For knowledge representation we study the logical foundation of ontology and fine-grain semantic representation. We also study near-synonyms to identify fine-grain differences between synonyms. These processes enable us to better understand meaning representation and meaning composition. We will remodel the current ontology structures of WordNet, HowNet, and FrameNet to achieve a better and more unified representation, called Extended-HowNet. In addition, we will study modal logics and integrate modal logic systems into a unified framework and develop automated inference and theorem proving methods based on the logical framework.

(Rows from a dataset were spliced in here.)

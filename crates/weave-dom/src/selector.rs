//! Path queries over a [`Dom`].
//!
//! Supports the subset of XPath that inclusion directives use in practice:
//!
//! - `/` - the document itself
//! - `/a/b`, `a/b`, `./a` - child steps (absolute or relative to the context)
//! - `//a`, `a//b` - descendant steps
//! - `*`, `text()`, `comment()`, `node()` - node tests
//! - `[2]`, `[@id]`, `[@id='main']` - positional and attribute predicates
//!
//! Results are returned in document order without duplicates.

use std::collections::{HashMap, HashSet};
use std::fmt;

use crate::dom::{Dom, NodeId, NodeKind};
use crate::error::SelectorError;

/// Compiled path query.
#[derive(Debug, Clone, PartialEq, Eq)]
pub struct Selector {
    source: String,
    absolute: bool,
    steps: Vec<Step>,
}

#[derive(Debug, Clone, Copy, PartialEq, Eq)]
enum Axis {
    Child,
    Descendant,
}

#[derive(Debug, Clone, PartialEq, Eq)]
enum NodeTest {
    Name(String),
    AnyElement,
    Text,
    Comment,
    AnyNode,
    Context,
}

#[derive(Debug, Clone, PartialEq, Eq)]
enum Predicate {
    Position(usize),
    HasAttribute(String),
    AttributeEquals(String, String),
}

#[derive(Debug, Clone, PartialEq, Eq)]
struct Step {
    axis: Axis,
    test: NodeTest,
    predicates: Vec<Predicate>,
}

impl Selector {
    /// Compile a selector.
    ///
    /// # Errors
    ///
    /// Returns [`SelectorError`] when the selector is empty or uses syntax
    /// outside the supported subset.
    pub fn parse(selector: &str) -> Result<Self, SelectorError> {
        let trimmed = selector.trim();
        if trimmed.is_empty() {
            return Err(SelectorError::new(selector, "empty selector"));
        }

        let absolute = trimmed.starts_with('/');
        let (mut axis, mut rest) = split_axis(trimmed);
        if rest.is_empty() {
            if absolute && axis == Axis::Child {
                return Ok(Self {
                    source: trimmed.to_owned(),
                    absolute,
                    steps: Vec::new(),
                });
            }
            return Err(SelectorError::new(selector, "expected a step after '//'"));
        }

        let mut steps = Vec::new();
        loop {
            let (step, remaining) = parse_step(selector, rest, axis)?;
            steps.push(step);
            if remaining.is_empty() {
                break;
            }
            if !remaining.starts_with('/') {
                return Err(SelectorError::new(
                    selector,
                    format!("unexpected '{remaining}'"),
                ));
            }
            (axis, rest) = split_axis(remaining);
            if rest.is_empty() {
                return Err(SelectorError::new(selector, "trailing '/'"));
            }
        }

        Ok(Self {
            source: trimmed.to_owned(),
            absolute,
            steps,
        })
    }

    /// The selector as written (trimmed).
    #[must_use]
    pub fn as_str(&self) -> &str {
        &self.source
    }

    /// Whether the selector is `/`, i.e. the whole document.
    #[must_use]
    pub fn is_document(&self) -> bool {
        self.absolute && self.steps.is_empty()
    }

    /// Evaluate against `context`.
    ///
    /// Absolute selectors start from the document owning `context`.
    #[must_use]
    pub fn select(&self, dom: &Dom, context: NodeId) -> Vec<NodeId> {
        let start = if self.absolute {
            dom.document_of(context)
        } else {
            context
        };

        let mut current = vec![start];
        for step in &self.steps {
            let mut next = Vec::new();
            for &node in &current {
                step.collect(dom, node, &mut next);
            }
            current = document_order(dom, next);
            if current.is_empty() {
                break;
            }
        }
        current
    }

    /// First match in document order.
    #[must_use]
    pub fn select_first(&self, dom: &Dom, context: NodeId) -> Option<NodeId> {
        self.select(dom, context).into_iter().next()
    }
}

impl fmt::Display for Selector {
    fn fmt(&self, f: &mut fmt::Formatter<'_>) -> fmt::Result {
        f.write_str(&self.source)
    }
}

impl Step {
    fn collect(&self, dom: &Dom, context: NodeId, out: &mut Vec<NodeId>) {
        if self.test == NodeTest::Context {
            out.extend(self.filter(dom, vec![context]));
            return;
        }
        match self.axis {
            Axis::Child => out.extend(self.filter(dom, dom.children(context).to_vec())),
            Axis::Descendant => {
                // Predicates are positional per parent, as in XPath's `//a[1]`.
                for parent in dom.descendants_or_self(context) {
                    out.extend(self.filter(dom, dom.children(parent).to_vec()));
                }
            }
        }
    }

    fn filter(&self, dom: &Dom, candidates: Vec<NodeId>) -> Vec<NodeId> {
        let mut nodes: Vec<NodeId> = candidates
            .into_iter()
            .filter(|&node| self.test.matches(dom, node))
            .collect();
        for predicate in &self.predicates {
            nodes = predicate.apply(dom, nodes);
        }
        nodes
    }
}

impl NodeTest {
    fn matches(&self, dom: &Dom, node: NodeId) -> bool {
        match (self, dom.kind(node)) {
            (Self::Name(wanted), NodeKind::Element { name, .. }) => {
                name == wanted
                    || (!wanted.contains(':') && dom.local_name(node) == Some(wanted.as_str()))
            }
            (Self::AnyElement, NodeKind::Element { .. })
            | (Self::Text, NodeKind::Text(_))
            | (Self::Comment, NodeKind::Comment(_))
            | (Self::Context, _) => true,
            (Self::AnyNode, kind) => !kind.is_container(),
            _ => false,
        }
    }
}

impl Predicate {
    fn apply(&self, dom: &Dom, nodes: Vec<NodeId>) -> Vec<NodeId> {
        match self {
            Self::Position(position) => nodes.get(position - 1).copied().into_iter().collect(),
            Self::HasAttribute(name) => nodes
                .into_iter()
                .filter(|&node| dom.attribute(node, name).is_some())
                .collect(),
            Self::AttributeEquals(name, value) => nodes
                .into_iter()
                .filter(|&node| dom.attribute(node, name) == Some(value.as_str()))
                .collect(),
        }
    }
}

fn split_axis(input: &str) -> (Axis, &str) {
    if let Some(rest) = input.strip_prefix("//") {
        (Axis::Descendant, rest)
    } else {
        (Axis::Child, input.strip_prefix('/').unwrap_or(input))
    }
}

fn is_name_char(c: char) -> bool {
    c.is_alphanumeric() || matches!(c, '-' | '_' | '.' | ':')
}

fn parse_step<'a>(
    selector: &str,
    input: &'a str,
    axis: Axis,
) -> Result<(Step, &'a str), SelectorError> {
    let (token, mut rest) = if let Some(rest) = input.strip_prefix('*') {
        ("*", rest)
    } else {
        let end = input.find(|c: char| !is_name_char(c)).unwrap_or(input.len());
        input.split_at(end)
    };

    let test = match token {
        "" => {
            return Err(SelectorError::new(
                selector,
                format!("expected a name at '{input}'"),
            ));
        }
        "*" => NodeTest::AnyElement,
        "." => NodeTest::Context,
        "text" | "comment" | "node" if rest.starts_with("()") => {
            rest = &rest[2..];
            match token {
                "text" => NodeTest::Text,
                "comment" => NodeTest::Comment,
                _ => NodeTest::AnyNode,
            }
        }
        name if name.starts_with(|c: char| c.is_alphabetic() || c == '_') => {
            NodeTest::Name(name.to_owned())
        }
        other => {
            return Err(SelectorError::new(
                selector,
                format!("unsupported step '{other}'"),
            ));
        }
    };

    let mut predicates = Vec::new();
    while let Some(body) = rest.strip_prefix('[') {
        let close = find_closing_bracket(body)
            .ok_or_else(|| SelectorError::new(selector, "unterminated predicate"))?;
        predicates.push(parse_predicate(selector, &body[..close])?);
        rest = &body[close + 1..];
    }

    Ok((
        Step {
            axis,
            test,
            predicates,
        },
        rest,
    ))
}

/// Position of the `]` closing a predicate, skipping quoted strings.
fn find_closing_bracket(body: &str) -> Option<usize> {
    let mut quote = None;
    for (i, c) in body.char_indices() {
        match (quote, c) {
            (None, '\'' | '"') => quote = Some(c),
            (Some(q), c) if c == q => quote = None,
            (None, ']') => return Some(i),
            _ => {}
        }
    }
    None
}

fn parse_predicate(selector: &str, body: &str) -> Result<Predicate, SelectorError> {
    let body = body.trim();

    if let Ok(position) = body.parse::<usize>() {
        if position == 0 {
            return Err(SelectorError::new(selector, "positions start at 1"));
        }
        return Ok(Predicate::Position(position));
    }

    let Some(attr) = body.strip_prefix('@') else {
        return Err(SelectorError::new(
            selector,
            format!("unsupported predicate '[{body}]'"),
        ));
    };

    match attr.split_once('=') {
        None => Ok(Predicate::HasAttribute(attr.trim().to_owned())),
        Some((name, value)) => {
            let value = value.trim();
            let unquoted = value
                .strip_prefix('\'')
                .and_then(|v| v.strip_suffix('\''))
                .or_else(|| value.strip_prefix('"').and_then(|v| v.strip_suffix('"')))
                .ok_or_else(|| {
                    SelectorError::new(selector, format!("attribute value must be quoted: {value}"))
                })?;
            Ok(Predicate::AttributeEquals(
                name.trim().to_owned(),
                unquoted.to_owned(),
            ))
        }
    }
}

/// Deduplicate and sort nodes by their position in the tree.
fn document_order(dom: &Dom, nodes: Vec<NodeId>) -> Vec<NodeId> {
    let mut seen = HashSet::new();
    let mut unique: Vec<NodeId> = nodes.into_iter().filter(|n| seen.insert(*n)).collect();
    if unique.len() > 1 {
        let root = dom.tree_root(unique[0]);
        let positions: HashMap<NodeId, usize> = dom
            .descendants_or_self(root)
            .into_iter()
            .enumerate()
            .map(|(i, node)| (node, i))
            .collect();
        unique.sort_by_key(|node| positions.get(node).copied().unwrap_or(usize::MAX));
    }
    unique
}

#[cfg(test)]
mod tests {
    use pretty_assertions::assert_eq;

    use super::*;
    use crate::{parse_document, to_xml};

    const SAMPLE: &str = r#"<site><nav id="main"><a>one</a><a>two</a></nav><section><nav><a>three</a></nav></section></site>"#;

    fn select(source: &str, selector: &str) -> Vec<String> {
        let mut dom = Dom::new();
        let doc = parse_document(&mut dom, "sample.xml", source).unwrap();
        Selector::parse(selector)
            .unwrap()
            .select(&dom, doc)
            .into_iter()
            .map(|node| to_xml(&dom, node))
            .collect()
    }

    #[test]
    fn test_root_selects_document() {
        let mut dom = Dom::new();
        let doc = parse_document(&mut dom, "sample.xml", SAMPLE).unwrap();
        let selector = Selector::parse("/").unwrap();
        assert!(selector.is_document());
        assert_eq!(selector.select(&dom, doc), vec![doc]);
    }

    #[test]
    fn test_child_path() {
        assert_eq!(
            select(SAMPLE, "/site/nav/a"),
            vec!["<a>one</a>", "<a>two</a>"]
        );
    }

    #[test]
    fn test_relative_path_from_document() {
        assert_eq!(select(SAMPLE, "site/section/nav/a"), vec!["<a>three</a>"]);
    }

    #[test]
    fn test_descendant_path() {
        assert_eq!(
            select(SAMPLE, "//a"),
            vec!["<a>one</a>", "<a>two</a>", "<a>three</a>"]
        );
    }

    #[test]
    fn test_positional_predicate_is_per_parent() {
        assert_eq!(select(SAMPLE, "//a[1]"), vec!["<a>one</a>", "<a>three</a>"]);
        assert_eq!(select(SAMPLE, "/site/nav/a[2]"), vec!["<a>two</a>"]);
    }

    #[test]
    fn test_attribute_predicates() {
        assert_eq!(select(SAMPLE, "//nav[@id='main']/a[2]"), vec!["<a>two</a>"]);
        assert_eq!(select(SAMPLE, "//nav[@id]").len(), 1);
        assert!(select(SAMPLE, "//nav[@id=\"other\"]").is_empty());
    }

    #[test]
    fn test_wildcard_and_text() {
        assert_eq!(select(SAMPLE, "/site/*").len(), 2);
        assert_eq!(select(SAMPLE, "/site/nav/a/text()"), vec!["one", "two"]);
    }

    #[test]
    fn test_no_match_is_empty() {
        assert!(select(SAMPLE, "/missing").is_empty());
        assert!(select(SAMPLE, "/nav").is_empty());
    }

    #[test]
    fn test_local_name_matches_prefixed_elements() {
        assert_eq!(
            select("<x:root><x:item/></x:root>", "/root/item"),
            vec!["<x:item/>"]
        );
    }

    #[test]
    fn test_top_level_fragments() {
        assert_eq!(
            select("<frag>a</frag><other>X</other>", "/other"),
            vec!["<other>X</other>"]
        );
    }

    #[test]
    fn test_invalid_selectors() {
        for bad in ["", "//", "/a/", "/a[", "/a[0]", "/a[@b=c]", "/a[last()]", "/..", "/a b"] {
            assert!(Selector::parse(bad).is_err(), "{bad:?} should be rejected");
        }
    }

    #[test]
    fn test_quoted_bracket_in_predicate() {
        assert_eq!(
            select(r#"<r><a k="x]y"/></r>"#, "/r/a[@k='x]y']"),
            vec![r#"<a k="x]y"/>"#]
        );
    }
}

We will focus on conceptual processing of Chinese documents. The design of knowledge-based language processing systems will utilize statistical, linguistic, and commonsense knowledge provided by our evolving ConceptNet to parse the conceptual structures of sentences and interpret the meanings of sentences. Knowledge-based language processing systems incorporate knowledge bases to form a learning system. Thus, language processing systems increase their processing power due to enhancement of the knowledge bases. Conversely, the knowledge bases are evolving due to the automatic knowledge extraction made by language processing systems.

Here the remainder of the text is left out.